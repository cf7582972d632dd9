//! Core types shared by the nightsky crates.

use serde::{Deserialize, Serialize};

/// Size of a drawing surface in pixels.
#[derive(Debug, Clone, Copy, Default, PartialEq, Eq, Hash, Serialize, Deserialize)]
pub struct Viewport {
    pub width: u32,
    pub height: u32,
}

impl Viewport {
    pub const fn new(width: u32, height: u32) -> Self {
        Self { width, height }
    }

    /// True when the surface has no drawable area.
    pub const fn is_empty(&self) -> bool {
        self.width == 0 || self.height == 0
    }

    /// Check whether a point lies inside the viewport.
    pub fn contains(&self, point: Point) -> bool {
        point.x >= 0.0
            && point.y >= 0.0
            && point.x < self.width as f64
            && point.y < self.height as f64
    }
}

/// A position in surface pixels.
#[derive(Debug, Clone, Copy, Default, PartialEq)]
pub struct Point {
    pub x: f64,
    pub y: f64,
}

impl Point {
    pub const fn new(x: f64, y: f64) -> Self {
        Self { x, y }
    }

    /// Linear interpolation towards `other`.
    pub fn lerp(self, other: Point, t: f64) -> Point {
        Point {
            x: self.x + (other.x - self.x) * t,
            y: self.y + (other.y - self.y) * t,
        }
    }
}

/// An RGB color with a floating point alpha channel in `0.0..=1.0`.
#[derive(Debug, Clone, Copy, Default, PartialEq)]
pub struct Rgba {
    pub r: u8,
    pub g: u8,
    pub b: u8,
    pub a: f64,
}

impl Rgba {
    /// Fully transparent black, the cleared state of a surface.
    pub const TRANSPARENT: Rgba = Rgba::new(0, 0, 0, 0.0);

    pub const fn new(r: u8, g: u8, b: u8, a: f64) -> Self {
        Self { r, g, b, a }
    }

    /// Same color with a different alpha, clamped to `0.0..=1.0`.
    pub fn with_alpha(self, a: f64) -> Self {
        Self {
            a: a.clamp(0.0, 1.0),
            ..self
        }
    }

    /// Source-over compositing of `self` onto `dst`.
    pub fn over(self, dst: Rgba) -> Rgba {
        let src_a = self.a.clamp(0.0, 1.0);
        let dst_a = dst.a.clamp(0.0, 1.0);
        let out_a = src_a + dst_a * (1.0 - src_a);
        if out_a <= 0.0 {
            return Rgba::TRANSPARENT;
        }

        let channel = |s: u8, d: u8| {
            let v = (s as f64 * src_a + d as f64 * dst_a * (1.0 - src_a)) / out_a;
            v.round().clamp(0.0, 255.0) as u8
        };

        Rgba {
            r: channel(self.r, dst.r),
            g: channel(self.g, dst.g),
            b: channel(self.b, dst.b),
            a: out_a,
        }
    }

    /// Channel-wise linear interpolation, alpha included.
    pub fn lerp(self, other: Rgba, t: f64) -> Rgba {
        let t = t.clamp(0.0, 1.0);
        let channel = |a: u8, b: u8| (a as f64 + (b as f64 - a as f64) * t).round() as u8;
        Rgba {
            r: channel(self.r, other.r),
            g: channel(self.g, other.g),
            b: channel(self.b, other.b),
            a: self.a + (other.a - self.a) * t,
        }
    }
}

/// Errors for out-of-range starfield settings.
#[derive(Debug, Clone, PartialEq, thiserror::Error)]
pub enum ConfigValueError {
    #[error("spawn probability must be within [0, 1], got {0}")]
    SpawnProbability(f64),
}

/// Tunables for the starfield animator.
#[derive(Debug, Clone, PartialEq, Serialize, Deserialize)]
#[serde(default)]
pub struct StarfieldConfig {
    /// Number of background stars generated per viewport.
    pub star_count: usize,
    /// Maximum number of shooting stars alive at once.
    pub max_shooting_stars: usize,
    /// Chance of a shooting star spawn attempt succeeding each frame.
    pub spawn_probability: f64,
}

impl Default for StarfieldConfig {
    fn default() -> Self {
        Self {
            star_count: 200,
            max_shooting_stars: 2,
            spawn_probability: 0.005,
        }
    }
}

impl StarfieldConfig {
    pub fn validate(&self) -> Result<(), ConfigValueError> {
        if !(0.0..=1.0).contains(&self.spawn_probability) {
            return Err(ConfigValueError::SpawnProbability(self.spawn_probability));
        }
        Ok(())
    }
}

==

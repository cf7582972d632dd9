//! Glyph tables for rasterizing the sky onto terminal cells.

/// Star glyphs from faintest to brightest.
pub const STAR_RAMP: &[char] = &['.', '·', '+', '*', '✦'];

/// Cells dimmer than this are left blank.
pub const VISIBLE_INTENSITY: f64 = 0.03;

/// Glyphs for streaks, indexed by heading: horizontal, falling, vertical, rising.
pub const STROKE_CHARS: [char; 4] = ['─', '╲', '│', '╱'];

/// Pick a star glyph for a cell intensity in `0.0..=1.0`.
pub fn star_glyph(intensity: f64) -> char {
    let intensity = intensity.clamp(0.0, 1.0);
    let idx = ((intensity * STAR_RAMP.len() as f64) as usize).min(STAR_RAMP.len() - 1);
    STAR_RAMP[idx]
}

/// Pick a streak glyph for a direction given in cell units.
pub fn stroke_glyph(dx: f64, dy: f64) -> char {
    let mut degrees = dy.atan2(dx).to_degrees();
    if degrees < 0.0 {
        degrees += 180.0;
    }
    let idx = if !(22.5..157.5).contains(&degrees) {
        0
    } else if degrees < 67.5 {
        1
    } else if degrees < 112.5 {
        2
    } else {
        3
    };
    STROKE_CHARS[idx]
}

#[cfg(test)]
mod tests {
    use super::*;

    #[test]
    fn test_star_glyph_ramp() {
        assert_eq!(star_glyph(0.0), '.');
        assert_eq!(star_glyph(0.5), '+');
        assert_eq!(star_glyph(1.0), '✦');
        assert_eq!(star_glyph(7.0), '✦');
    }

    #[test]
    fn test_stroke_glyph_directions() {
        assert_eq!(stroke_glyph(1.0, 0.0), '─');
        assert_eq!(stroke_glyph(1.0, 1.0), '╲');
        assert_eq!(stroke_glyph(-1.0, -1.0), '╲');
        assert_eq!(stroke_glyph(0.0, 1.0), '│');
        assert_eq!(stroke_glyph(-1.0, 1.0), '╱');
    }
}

→ **Aim of the task**
What lines in the material include the string "SpawnProbability"? Pull each one out.

→ **Reply**
    SpawnProbability(f64),
            return Err(ConfigValueError::SpawnProbability(self.spawn_probability));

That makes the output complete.